● **Problem details**:
Copy every line of the data that includes the string "false".

● **Study material**:
--- START ---
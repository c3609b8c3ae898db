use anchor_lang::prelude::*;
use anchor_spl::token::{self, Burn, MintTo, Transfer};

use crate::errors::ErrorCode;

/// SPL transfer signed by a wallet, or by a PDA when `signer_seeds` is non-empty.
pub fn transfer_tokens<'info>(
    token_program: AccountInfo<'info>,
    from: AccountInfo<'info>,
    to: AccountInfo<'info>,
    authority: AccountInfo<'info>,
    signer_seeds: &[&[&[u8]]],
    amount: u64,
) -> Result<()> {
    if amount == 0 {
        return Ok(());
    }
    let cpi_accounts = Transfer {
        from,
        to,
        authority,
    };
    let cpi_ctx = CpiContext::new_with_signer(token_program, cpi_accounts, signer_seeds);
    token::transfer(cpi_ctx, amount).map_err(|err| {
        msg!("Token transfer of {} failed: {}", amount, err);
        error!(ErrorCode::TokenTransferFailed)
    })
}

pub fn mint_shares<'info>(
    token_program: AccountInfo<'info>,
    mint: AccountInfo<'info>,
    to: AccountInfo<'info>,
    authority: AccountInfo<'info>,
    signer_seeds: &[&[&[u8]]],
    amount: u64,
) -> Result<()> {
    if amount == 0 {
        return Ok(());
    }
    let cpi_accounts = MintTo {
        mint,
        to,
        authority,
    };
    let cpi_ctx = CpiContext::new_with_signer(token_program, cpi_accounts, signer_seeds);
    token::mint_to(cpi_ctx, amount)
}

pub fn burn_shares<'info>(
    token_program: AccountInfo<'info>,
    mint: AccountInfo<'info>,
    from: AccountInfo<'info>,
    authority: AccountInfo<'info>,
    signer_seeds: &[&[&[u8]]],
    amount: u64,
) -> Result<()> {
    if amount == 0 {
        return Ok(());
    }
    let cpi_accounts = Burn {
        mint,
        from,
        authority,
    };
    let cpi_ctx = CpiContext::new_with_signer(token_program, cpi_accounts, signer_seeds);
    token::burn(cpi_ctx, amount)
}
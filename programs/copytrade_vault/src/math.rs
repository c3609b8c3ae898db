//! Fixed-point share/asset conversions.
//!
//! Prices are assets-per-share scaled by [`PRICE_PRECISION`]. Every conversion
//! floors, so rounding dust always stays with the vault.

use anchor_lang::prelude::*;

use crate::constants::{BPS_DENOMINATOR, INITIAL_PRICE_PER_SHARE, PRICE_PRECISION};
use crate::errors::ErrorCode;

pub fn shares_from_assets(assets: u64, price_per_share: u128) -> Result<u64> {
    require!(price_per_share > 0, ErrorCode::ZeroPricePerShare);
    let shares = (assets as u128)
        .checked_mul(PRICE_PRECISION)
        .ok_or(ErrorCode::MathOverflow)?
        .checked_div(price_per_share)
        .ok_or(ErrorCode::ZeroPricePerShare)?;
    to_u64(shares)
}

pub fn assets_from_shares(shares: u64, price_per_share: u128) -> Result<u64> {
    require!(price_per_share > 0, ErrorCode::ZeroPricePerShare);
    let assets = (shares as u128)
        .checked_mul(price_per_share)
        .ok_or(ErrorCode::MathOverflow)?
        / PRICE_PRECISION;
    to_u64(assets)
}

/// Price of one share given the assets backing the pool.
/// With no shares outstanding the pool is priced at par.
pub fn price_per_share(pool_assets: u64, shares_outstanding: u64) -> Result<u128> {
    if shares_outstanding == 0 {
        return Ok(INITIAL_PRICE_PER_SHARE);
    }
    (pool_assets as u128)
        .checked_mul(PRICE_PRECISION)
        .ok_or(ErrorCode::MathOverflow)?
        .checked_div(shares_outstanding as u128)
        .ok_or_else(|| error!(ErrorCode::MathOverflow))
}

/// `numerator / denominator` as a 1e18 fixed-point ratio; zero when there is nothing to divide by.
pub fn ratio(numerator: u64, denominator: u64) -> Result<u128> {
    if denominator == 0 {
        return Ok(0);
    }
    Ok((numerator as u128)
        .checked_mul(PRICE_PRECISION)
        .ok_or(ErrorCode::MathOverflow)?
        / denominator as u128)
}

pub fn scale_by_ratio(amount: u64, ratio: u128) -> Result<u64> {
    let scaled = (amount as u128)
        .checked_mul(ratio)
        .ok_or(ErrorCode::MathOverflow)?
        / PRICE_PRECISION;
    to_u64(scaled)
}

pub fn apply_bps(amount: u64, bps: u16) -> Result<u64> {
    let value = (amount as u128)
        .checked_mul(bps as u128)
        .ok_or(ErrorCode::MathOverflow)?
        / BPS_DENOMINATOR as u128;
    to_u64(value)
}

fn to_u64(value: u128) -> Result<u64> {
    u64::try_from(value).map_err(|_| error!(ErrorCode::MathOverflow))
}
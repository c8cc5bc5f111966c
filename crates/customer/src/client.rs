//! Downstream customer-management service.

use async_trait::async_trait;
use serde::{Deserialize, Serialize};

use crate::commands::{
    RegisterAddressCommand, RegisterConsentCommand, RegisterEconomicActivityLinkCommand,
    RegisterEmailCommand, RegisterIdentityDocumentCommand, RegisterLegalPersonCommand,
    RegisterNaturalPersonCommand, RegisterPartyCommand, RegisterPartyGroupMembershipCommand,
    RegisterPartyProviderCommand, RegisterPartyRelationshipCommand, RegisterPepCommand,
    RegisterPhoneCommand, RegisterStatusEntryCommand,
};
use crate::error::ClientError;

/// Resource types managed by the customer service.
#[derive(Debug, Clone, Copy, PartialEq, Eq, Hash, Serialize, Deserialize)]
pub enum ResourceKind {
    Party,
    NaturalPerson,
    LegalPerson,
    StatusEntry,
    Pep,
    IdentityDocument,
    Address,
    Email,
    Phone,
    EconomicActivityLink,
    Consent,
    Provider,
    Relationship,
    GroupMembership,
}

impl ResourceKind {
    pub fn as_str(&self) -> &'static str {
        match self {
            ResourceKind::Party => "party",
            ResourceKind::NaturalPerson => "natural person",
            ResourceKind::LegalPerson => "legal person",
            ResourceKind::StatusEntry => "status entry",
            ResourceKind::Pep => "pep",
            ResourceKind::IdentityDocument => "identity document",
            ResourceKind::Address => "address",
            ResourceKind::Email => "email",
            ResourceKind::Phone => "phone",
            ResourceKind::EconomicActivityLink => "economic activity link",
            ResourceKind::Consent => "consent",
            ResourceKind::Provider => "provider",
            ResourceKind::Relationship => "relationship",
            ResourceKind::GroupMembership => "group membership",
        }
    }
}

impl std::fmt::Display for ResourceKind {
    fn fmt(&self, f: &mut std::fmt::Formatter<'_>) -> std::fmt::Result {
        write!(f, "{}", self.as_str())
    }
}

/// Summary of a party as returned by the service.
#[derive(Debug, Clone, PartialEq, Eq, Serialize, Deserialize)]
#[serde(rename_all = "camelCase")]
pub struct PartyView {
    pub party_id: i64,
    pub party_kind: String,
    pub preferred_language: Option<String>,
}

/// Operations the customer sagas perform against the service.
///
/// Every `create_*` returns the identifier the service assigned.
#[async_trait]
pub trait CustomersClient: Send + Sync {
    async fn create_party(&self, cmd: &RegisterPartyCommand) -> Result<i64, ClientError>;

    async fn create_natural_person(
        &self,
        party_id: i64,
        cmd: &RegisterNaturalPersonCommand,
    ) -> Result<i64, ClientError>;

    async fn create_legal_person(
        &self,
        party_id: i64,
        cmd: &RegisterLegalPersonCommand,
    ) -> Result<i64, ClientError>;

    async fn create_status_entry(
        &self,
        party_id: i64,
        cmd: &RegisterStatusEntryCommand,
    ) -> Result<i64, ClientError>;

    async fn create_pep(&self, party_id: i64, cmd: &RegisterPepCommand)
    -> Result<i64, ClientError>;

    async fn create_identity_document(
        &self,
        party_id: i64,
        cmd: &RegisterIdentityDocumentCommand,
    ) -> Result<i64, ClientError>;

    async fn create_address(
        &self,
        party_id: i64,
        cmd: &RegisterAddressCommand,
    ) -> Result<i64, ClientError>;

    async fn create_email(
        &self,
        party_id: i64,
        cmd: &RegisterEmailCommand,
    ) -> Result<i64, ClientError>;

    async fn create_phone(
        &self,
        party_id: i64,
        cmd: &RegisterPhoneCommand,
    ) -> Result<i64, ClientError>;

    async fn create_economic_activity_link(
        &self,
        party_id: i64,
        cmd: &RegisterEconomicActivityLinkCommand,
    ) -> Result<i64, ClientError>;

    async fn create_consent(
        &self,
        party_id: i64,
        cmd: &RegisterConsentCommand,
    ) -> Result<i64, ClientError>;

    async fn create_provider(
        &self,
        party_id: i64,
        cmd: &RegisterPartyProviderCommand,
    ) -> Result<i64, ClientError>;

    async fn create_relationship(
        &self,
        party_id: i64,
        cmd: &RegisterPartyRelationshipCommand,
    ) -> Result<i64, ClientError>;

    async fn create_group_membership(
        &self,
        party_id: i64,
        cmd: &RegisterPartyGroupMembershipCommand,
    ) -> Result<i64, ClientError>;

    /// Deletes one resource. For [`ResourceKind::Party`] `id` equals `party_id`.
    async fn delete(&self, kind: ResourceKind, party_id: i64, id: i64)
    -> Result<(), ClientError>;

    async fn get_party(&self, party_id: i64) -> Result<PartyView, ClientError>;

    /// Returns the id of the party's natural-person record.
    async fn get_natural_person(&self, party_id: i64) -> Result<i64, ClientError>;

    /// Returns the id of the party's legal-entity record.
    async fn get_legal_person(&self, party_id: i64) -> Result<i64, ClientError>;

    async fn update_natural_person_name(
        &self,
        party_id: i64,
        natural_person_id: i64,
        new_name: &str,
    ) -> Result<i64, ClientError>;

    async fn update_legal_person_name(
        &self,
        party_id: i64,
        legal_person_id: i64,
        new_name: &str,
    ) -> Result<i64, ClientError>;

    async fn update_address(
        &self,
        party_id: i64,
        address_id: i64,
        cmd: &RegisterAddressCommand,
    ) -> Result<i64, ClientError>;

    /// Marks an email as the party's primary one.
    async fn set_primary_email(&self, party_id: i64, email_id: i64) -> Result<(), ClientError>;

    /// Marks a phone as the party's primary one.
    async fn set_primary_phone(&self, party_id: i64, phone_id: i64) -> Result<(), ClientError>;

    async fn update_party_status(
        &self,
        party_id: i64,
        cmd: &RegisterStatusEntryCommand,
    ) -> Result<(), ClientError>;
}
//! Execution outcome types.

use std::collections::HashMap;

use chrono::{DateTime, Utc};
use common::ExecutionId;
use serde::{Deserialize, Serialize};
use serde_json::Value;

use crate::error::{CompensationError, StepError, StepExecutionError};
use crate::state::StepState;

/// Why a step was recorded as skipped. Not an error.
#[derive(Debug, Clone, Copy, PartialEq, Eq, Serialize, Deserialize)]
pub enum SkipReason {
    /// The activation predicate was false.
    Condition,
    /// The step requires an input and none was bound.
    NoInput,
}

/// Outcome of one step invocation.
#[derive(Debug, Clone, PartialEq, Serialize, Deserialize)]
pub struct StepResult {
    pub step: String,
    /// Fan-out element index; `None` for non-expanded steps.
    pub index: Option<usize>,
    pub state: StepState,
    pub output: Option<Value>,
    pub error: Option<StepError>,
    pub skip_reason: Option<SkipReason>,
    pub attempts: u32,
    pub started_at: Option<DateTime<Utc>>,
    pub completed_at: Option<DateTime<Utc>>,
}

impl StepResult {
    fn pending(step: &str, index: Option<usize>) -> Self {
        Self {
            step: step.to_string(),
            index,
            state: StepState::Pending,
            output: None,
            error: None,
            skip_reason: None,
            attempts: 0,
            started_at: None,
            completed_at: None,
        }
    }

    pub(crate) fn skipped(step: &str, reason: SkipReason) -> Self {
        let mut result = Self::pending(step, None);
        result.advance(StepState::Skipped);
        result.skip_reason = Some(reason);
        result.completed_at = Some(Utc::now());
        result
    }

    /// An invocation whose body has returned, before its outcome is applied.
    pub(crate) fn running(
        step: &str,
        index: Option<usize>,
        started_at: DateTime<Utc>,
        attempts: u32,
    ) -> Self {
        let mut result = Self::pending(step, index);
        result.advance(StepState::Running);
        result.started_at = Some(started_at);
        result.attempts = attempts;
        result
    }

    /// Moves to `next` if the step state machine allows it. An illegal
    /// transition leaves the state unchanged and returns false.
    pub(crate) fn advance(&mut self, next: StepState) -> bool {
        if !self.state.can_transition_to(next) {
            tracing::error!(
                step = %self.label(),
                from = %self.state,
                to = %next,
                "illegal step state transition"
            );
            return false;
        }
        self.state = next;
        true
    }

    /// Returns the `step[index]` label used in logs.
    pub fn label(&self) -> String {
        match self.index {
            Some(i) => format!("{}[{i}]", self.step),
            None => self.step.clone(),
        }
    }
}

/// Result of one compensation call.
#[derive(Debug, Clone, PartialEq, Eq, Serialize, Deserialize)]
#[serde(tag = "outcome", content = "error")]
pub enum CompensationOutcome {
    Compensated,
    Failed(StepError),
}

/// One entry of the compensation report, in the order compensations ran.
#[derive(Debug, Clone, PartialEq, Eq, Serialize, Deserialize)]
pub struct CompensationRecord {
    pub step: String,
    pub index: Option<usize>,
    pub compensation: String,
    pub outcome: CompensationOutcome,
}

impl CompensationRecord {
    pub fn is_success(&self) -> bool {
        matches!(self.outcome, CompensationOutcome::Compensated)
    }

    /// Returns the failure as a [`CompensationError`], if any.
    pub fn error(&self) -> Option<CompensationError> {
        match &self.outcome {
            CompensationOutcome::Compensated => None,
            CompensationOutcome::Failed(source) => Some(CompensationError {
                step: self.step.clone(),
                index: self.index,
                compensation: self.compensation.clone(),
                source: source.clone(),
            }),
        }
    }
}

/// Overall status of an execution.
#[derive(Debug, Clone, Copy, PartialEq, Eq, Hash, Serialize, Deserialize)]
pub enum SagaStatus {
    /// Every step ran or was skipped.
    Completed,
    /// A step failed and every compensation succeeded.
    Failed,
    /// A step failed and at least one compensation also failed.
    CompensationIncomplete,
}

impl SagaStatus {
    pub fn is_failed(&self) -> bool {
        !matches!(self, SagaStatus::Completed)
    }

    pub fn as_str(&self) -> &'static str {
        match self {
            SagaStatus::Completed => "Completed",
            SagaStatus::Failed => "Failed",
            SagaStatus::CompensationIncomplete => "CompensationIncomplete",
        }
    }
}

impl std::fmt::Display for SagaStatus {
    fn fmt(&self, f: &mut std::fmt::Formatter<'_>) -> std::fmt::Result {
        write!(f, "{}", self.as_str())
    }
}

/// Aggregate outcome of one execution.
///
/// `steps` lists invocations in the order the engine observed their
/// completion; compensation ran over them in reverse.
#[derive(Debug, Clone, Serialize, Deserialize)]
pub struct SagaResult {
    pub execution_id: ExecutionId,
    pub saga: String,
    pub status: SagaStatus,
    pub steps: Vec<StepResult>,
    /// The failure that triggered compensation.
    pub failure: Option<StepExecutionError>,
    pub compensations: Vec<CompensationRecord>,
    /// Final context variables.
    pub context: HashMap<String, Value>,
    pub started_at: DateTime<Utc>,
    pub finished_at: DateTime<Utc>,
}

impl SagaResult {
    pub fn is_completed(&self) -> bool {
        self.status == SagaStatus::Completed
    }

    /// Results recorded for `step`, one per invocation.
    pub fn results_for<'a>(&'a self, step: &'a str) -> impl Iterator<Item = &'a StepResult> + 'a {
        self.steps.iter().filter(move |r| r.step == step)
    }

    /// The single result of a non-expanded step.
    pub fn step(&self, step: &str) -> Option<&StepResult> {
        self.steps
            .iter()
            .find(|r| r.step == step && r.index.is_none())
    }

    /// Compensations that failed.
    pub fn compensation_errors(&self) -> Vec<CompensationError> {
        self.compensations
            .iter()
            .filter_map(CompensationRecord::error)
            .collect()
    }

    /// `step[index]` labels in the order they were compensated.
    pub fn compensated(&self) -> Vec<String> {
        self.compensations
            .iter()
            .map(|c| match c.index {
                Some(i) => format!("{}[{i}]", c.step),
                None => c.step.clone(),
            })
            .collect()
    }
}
--- END ---
● **Written response**:
    /// The activation predicate was false.
    /// transition leaves the state unchanged and returns false.
            return false;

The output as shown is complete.